[Saved entries]

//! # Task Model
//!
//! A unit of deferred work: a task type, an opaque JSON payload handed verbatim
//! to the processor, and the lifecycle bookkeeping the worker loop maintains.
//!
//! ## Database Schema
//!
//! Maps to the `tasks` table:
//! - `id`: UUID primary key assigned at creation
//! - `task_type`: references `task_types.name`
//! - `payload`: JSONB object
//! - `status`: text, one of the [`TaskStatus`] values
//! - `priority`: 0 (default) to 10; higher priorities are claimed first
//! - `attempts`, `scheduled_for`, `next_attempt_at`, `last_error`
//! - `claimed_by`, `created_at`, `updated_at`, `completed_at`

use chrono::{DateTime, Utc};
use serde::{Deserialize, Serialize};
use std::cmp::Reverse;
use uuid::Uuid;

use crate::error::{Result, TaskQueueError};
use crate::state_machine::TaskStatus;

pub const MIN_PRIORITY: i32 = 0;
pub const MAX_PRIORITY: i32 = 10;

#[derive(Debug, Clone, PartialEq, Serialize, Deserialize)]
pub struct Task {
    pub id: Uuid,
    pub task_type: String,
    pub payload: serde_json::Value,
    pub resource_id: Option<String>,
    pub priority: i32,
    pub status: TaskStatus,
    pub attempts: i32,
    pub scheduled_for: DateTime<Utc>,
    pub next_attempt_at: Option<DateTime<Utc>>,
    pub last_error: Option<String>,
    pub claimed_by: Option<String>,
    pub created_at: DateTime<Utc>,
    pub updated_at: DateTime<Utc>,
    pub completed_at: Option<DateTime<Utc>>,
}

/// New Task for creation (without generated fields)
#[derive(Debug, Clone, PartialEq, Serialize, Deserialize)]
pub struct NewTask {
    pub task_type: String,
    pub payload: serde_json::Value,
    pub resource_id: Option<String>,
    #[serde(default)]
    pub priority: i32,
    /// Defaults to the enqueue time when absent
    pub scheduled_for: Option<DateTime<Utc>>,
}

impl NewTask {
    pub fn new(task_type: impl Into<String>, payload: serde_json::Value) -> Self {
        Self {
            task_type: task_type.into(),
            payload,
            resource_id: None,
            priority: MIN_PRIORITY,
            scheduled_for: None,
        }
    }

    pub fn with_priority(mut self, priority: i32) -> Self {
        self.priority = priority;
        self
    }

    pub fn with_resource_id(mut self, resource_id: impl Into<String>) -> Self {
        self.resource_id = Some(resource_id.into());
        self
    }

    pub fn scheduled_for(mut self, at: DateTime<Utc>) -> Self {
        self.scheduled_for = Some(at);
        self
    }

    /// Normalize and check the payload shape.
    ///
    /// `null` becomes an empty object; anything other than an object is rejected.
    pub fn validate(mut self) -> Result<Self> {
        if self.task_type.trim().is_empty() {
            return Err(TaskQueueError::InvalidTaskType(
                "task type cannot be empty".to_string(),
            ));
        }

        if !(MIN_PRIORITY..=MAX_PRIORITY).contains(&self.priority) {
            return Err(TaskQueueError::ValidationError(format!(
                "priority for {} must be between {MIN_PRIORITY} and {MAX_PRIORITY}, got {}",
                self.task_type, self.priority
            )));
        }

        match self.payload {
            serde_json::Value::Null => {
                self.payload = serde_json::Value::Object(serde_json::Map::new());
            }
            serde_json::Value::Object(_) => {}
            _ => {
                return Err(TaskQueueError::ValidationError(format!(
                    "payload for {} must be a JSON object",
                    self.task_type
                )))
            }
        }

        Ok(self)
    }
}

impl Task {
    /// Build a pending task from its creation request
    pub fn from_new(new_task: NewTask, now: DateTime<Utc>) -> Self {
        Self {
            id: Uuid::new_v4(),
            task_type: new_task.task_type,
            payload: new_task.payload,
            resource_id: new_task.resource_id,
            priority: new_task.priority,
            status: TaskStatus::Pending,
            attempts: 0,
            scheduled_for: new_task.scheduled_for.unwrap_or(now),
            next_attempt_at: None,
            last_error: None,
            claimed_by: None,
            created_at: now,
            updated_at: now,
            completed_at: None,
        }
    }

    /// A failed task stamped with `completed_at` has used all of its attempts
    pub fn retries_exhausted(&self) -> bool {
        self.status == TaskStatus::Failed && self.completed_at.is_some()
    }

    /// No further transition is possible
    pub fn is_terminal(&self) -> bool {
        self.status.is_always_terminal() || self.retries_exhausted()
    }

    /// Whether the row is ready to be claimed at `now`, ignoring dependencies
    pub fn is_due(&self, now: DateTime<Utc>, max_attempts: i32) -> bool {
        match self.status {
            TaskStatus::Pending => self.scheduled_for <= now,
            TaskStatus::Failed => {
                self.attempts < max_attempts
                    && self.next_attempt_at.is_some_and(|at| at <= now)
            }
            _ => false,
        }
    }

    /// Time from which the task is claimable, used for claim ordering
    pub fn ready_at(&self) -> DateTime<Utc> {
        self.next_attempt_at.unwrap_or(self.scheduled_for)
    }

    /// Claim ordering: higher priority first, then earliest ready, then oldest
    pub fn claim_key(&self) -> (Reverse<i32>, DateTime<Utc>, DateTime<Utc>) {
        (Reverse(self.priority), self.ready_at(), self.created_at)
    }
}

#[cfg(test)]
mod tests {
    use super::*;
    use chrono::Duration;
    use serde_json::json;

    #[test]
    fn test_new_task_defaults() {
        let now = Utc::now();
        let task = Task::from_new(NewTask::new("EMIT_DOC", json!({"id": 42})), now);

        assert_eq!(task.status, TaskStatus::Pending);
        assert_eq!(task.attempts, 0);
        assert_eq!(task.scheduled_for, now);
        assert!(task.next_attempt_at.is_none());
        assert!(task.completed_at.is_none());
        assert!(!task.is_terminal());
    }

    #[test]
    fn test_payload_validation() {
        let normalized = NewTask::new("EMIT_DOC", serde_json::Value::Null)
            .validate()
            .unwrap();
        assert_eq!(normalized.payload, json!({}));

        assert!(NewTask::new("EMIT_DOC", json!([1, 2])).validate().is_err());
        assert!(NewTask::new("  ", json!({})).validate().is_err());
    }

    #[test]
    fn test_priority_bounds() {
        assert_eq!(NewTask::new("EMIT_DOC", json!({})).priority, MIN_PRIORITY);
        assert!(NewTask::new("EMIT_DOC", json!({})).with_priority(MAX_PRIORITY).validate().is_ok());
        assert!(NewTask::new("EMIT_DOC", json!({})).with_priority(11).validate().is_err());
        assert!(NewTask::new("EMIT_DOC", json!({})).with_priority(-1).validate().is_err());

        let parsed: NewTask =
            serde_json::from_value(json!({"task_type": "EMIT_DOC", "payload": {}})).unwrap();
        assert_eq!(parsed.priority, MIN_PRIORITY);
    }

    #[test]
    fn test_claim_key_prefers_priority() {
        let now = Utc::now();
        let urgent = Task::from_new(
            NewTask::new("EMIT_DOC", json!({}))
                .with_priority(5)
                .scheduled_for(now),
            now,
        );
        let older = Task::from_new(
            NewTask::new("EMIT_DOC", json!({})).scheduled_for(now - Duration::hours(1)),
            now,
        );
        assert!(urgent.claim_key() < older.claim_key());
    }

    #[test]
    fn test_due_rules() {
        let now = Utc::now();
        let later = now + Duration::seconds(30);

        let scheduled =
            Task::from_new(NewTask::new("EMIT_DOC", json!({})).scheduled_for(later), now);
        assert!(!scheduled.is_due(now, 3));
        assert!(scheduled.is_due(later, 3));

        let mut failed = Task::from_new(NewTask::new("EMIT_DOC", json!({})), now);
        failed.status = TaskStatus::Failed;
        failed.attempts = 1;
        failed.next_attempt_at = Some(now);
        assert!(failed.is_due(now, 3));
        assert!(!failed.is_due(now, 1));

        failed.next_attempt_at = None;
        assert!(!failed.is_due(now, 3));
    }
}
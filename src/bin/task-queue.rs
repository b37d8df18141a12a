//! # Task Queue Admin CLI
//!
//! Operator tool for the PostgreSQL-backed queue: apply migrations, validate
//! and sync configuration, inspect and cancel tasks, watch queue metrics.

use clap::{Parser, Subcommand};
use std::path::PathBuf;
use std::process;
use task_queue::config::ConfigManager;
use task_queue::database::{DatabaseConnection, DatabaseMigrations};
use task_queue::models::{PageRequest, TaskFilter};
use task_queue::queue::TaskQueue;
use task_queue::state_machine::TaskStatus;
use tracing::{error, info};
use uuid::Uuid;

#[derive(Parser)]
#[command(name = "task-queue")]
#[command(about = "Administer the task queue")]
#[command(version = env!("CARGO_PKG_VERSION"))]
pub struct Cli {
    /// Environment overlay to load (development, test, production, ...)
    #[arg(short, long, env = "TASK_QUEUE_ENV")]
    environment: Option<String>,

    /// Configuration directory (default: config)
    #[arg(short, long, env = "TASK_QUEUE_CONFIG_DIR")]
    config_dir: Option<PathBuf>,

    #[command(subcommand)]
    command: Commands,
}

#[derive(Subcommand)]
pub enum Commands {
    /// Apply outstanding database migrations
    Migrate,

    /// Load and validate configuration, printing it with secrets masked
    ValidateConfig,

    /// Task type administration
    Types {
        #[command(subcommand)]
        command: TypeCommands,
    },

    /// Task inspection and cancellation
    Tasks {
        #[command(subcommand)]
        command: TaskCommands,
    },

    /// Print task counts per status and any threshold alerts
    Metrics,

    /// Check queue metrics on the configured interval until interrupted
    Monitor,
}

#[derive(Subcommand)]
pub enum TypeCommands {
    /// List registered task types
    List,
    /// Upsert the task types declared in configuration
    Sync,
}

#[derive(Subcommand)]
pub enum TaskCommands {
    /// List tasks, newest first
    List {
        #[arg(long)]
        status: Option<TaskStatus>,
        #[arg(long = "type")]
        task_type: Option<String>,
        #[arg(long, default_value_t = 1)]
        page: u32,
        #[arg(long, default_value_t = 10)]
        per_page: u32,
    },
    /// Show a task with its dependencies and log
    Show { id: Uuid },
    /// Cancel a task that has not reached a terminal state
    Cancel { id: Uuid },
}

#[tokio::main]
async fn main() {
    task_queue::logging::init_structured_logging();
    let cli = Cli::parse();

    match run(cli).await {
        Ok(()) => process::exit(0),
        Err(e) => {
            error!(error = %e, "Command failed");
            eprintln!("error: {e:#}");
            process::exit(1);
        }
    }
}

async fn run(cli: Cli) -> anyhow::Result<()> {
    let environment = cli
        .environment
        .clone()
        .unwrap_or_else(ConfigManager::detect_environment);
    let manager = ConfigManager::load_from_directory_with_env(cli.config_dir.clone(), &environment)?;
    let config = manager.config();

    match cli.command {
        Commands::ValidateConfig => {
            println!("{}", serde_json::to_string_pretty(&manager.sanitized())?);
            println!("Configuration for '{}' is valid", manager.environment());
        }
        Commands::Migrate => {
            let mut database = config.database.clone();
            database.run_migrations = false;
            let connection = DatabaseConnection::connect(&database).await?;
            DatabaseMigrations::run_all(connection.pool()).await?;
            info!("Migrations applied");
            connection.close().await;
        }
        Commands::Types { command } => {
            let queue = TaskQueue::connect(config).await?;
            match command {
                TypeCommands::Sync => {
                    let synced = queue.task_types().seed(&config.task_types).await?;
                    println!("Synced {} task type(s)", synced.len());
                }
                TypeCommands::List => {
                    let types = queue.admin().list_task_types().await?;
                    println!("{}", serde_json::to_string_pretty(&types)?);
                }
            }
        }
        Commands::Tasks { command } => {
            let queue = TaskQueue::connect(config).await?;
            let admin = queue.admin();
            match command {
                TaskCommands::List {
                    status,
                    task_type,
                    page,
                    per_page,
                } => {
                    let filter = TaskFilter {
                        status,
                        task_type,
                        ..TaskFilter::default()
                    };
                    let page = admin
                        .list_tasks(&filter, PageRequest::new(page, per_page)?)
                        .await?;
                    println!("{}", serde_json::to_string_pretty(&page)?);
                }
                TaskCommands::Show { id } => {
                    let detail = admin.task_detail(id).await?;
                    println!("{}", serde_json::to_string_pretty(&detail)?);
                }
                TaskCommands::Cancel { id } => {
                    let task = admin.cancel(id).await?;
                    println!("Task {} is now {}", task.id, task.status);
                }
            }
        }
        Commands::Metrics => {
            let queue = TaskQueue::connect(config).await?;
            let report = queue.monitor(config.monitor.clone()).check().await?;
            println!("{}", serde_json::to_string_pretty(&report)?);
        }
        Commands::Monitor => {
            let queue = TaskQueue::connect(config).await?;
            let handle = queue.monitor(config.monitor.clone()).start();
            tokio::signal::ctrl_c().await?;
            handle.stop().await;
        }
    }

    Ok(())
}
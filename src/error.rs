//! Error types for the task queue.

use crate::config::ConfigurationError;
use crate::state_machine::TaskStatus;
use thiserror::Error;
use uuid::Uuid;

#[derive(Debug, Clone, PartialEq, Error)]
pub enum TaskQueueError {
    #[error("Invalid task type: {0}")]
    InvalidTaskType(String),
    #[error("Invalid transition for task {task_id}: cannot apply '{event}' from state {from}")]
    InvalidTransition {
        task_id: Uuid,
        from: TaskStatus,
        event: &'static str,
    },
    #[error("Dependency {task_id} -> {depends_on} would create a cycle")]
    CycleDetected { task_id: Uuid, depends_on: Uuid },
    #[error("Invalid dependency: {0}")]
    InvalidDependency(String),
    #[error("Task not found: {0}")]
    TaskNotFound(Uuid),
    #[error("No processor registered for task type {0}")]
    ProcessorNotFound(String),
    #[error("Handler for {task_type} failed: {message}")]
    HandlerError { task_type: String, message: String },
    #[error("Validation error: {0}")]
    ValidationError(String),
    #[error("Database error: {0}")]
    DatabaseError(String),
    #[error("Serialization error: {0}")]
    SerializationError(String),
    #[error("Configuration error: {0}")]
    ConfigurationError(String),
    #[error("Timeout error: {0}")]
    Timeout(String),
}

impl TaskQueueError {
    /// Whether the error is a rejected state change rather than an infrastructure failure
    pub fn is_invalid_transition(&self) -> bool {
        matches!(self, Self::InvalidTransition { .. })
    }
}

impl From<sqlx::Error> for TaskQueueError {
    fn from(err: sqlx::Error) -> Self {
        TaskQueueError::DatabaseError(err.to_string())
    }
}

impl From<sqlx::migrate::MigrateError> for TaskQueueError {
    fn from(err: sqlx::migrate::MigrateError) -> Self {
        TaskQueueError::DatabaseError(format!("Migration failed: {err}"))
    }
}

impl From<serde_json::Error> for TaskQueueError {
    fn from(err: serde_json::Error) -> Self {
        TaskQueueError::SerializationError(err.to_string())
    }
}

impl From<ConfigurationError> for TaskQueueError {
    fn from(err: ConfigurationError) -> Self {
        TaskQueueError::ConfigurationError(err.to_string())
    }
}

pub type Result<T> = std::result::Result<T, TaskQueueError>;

**Exercise requirements:** Using the data above, restate word for word the lines from its opening line through the line that contains "text, one of", and no more.

**Reply to the exercise:**
//! # Task Model
//!
//! A unit of deferred work: a task type, an opaque JSON payload handed verbatim
//! to the processor, and the lifecycle bookkeeping the worker loop maintains.
//!
//! ## Database Schema
//!
//! Maps to the `tasks` table:
//! - `id`: UUID primary key assigned at creation
//! - `task_type`: references `task_types.name`
//! - `payload`: JSONB object
//! - `status`: text, one of the [`TaskStatus`] values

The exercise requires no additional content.